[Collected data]
________________________
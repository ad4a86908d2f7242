// Copyright 2019-2026 ChainSafe Systems
// SPDX-License-Identifier: Apache-2.0, MIT

use std::sync::Arc;
use std::sync::atomic::{AtomicBool, AtomicU64, Ordering};

use anyhow::Context as _;
use cid::Cid;
use parking_lot::Mutex;
use tokio::task::JoinHandle;
use tokio_util::sync::CancellationToken;
use tracing::{error, info, warn};

use crate::api::{ChainApi, FaultTracker, WindowPoStProver};
use crate::chain::ChainSnapshot;
use crate::config::Config;
use crate::metrics;
use crate::miner::{
    DeadlineInfo, METHOD_SUBMIT_WINDOWED_POST, params::SubmitWindowedPoStParams,
    window_post_late_fee,
};
use crate::shim::{address::Address, sector::RegisteredPoStProof};

use super::{
    AddressSelector, Error, FailureReporter, FaultRecoveryDeclarer, MessageSubmitter,
    PostFailure, ProofAssembler, SectorHealthChecker, SenderSelector,
};

/// The miner the scheduler proves for.
#[derive(Clone, Debug, PartialEq, Eq)]
pub struct MinerIdentity {
    /// ID address of the miner actor.
    pub actor: Address,
    pub worker: Address,
    pub proof_type: RegisteredPoStProof,
}

/// Lifecycle of a deadline run.
#[derive(Clone, Copy, Debug, PartialEq, Eq, strum::Display)]
pub enum RunState {
    Idle,
    Running,
    /// The submission was accepted by the message pool.
    Completed,
    /// There was nothing to prove.
    Aborted,
    Failed,
}

struct ActiveRun {
    id: u64,
    deadline: DeadlineInfo,
    token: CancellationToken,
}

pub struct WindowPoStScheduler {
    assembler: ProofAssembler,
    declarer: Arc<FaultRecoveryDeclarer>,
    submitter: Arc<MessageSubmitter>,
    reporter: Arc<dyn FailureReporter>,
    miner: MinerIdentity,
    shutdown: CancellationToken,
    next_run: AtomicU64,
    active: Mutex<Option<ActiveRun>>,
    state: Mutex<RunState>,
}

impl WindowPoStScheduler {
    pub fn new(
        api: Arc<dyn ChainApi>,
        fault_tracker: Arc<dyn FaultTracker>,
        prover: Arc<dyn WindowPoStProver>,
        address_selector: Arc<dyn AddressSelector>,
        reporter: Arc<dyn FailureReporter>,
        miner: MinerIdentity,
        config: &Config,
    ) -> Self {
        let checker = Arc::new(SectorHealthChecker::new(
            fault_tracker,
            miner.actor,
            miner.proof_type,
        ));
        let sender =
            SenderSelector::new(api.clone(), address_selector, miner.actor, miner.worker);
        let submitter = Arc::new(MessageSubmitter::new(
            api.clone(),
            sender,
            miner.actor,
            miner.worker,
            config.fees.max_window_post_gas_fee.clone(),
            config.wdpost.message_confidence,
        ));
        let declarer = Arc::new(FaultRecoveryDeclarer::new(
            api.clone(),
            checker.clone(),
            submitter.clone(),
            miner.actor,
        ));
        let assembler = ProofAssembler::new(api, checker, prover, miner.actor);

        Self {
            assembler,
            declarer,
            submitter,
            reporter,
            miner,
            shutdown: CancellationToken::new(),
            next_run: AtomicU64::new(0),
            active: Mutex::new(None),
            state: Mutex::new(RunState::Idle),
        }
    }

    pub fn state(&self) -> RunState {
        *self.state.lock()
    }

    /// Deadline of the run in progress, if any.
    pub fn active_deadline(&self) -> Option<DeadlineInfo> {
        self.active.lock().as_ref().map(|run| run.deadline.clone())
    }

    /// Cancels the run in progress. Returns `false` if there is none.
    ///
    /// A submission cancelled while being pushed may still reach the message
    /// pool.
    pub fn abort(&self) -> bool {
        match self.active.lock().as_ref() {
            Some(run) => {
                warn!(deadline = run.deadline.index, "Aborting window post run");
                run.token.cancel();
                true
            }
            None => false,
        }
    }

    /// Cancels the run in progress and all pending declarations.
    pub fn shutdown(&self) {
        self.shutdown.cancel();
    }

    #[cfg(test)]
    fn run_token(&self) -> Option<CancellationToken> {
        self.active.lock().as_ref().map(|run| run.token.clone())
    }

    /// Starts the Window PoSt run of deadline `di` against `snapshot`.
    ///
    /// Faults and recoveries are declared for a later deadline in a separate
    /// task; its failures are logged and never affect the returned state.
    pub fn do_post(
        self: &Arc<Self>,
        di: DeadlineInfo,
        snapshot: ChainSnapshot,
    ) -> JoinHandle<RunState> {
        let id = self.next_run.fetch_add(1, Ordering::Relaxed);
        info!(
            miner = %self.miner.actor,
            deadline = di.index,
            height = snapshot.epoch,
            "Starting window post run"
        );
        let token = self.shutdown.child_token();
        *self.active.lock() = Some(ActiveRun {
            id,
            deadline: di.clone(),
            token: token.clone(),
        });
        *self.state.lock() = RunState::Running;

        self.spawn_declarations(di.clone(), snapshot.clone());

        let this = self.clone();
        tokio::spawn(async move {
            let _guard = token.clone().drop_guard();
            let state = this.run(&di, &snapshot, &token).await;
            this.finish(id, state);
            state
        })
    }

    fn spawn_declarations(&self, di: DeadlineInfo, snapshot: ChainSnapshot) {
        let declarer = self.declarer.clone();
        let token = self.shutdown.child_token();
        tokio::spawn(async move {
            tokio::select! {
                () = declarer.declare(&di, &snapshot) => {}
                () = token.cancelled() => {
                    warn!(deadline = di.index, "Declarations have been cancelled");
                }
            }
        });
    }

    async fn run(
        &self,
        di: &DeadlineInfo,
        snapshot: &ChainSnapshot,
        token: &CancellationToken,
    ) -> RunState {
        let pushing = AtomicBool::new(false);
        let result = tokio::select! {
            res = self.prove_and_submit(di, snapshot, &pushing) => res,
            () = token.cancelled() => Err(Error::Cancelled),
        };
        if matches!(result, Err(Error::Cancelled)) && pushing.load(Ordering::Relaxed) {
            warn!(
                deadline = di.index,
                "Cancelled while pushing the window post, the message may still have been sent"
            );
        }

        match result {
            Ok(cid) => {
                info!(deadline = di.index, %cid, "Window post run completed");
                RunState::Completed
            }
            Err(Error::NoPartitions) => {
                info!(deadline = di.index, "No partitions to prove");
                RunState::Aborted
            }
            Err(e) => {
                error!(deadline = di.index, "Window post run failed: {e:#}");
                self.fail_post(di, &e);
                RunState::Failed
            }
        }
    }

    async fn prove_and_submit(
        &self,
        di: &DeadlineInfo,
        snapshot: &ChainSnapshot,
        pushing: &AtomicBool,
    ) -> Result<Cid, Error> {
        let params = self.assembler.run_post(di, snapshot).await?;
        pushing.store(true, Ordering::Relaxed);
        Ok(self.submit_post(&params).await?)
    }

    #[tracing::instrument(skip_all, fields(deadline = params.deadline))]
    async fn submit_post(&self, params: &SubmitWindowedPoStParams) -> anyhow::Result<Cid> {
        // The late fee is refunded if the submission is on time.
        let cid = self
            .submitter
            .push(METHOD_SUBMIT_WINDOWED_POST, params, window_post_late_fee())
            .await
            .context("could not submit window post")?;
        info!(%cid, "Submitted window post");
        metrics::WDPOST_SUBMITTED.inc();

        self.submitter.spawn_confirmation_wait(cid);
        Ok(cid)
    }

    fn fail_post(&self, di: &DeadlineInfo, err: &Error) {
        metrics::WDPOST_FAILED.inc();
        self.reporter.report(PostFailure {
            deadline: di.clone(),
            error: format!("{err:#}"),
        });
    }

    fn finish(&self, id: u64, state: RunState) {
        let mut active = self.active.lock();
        if active.as_ref().is_some_and(|run| run.id == id) {
            *active = None;
            *self.state.lock() = state;
        }
    }
}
________________________
» **AIM OF THE EXERCISE**
What you give back should be exactly the lines of the data above from the line with "self.active.lock().as_ref().map(|run| run.token.clone())" through the line with "let id = self.next_run.fetch_add(1, Ordering::Relaxed);", both of those included, and nothing more.

» **EXERCISE RESPONSE**
        self.active.lock().as_ref().map(|run| run.token.clone())
    }

    /// Starts the Window PoSt run of deadline `di` against `snapshot`.
    ///
    /// Faults and recoveries are declared for a later deadline in a separate
    /// task; its failures are logged and never affect the returned state.
    pub fn do_post(
        self: &Arc<Self>,
        di: DeadlineInfo,
        snapshot: ChainSnapshot,
    ) -> JoinHandle<RunState> {
        let id = self.next_run.fetch_add(1, Ordering::Relaxed);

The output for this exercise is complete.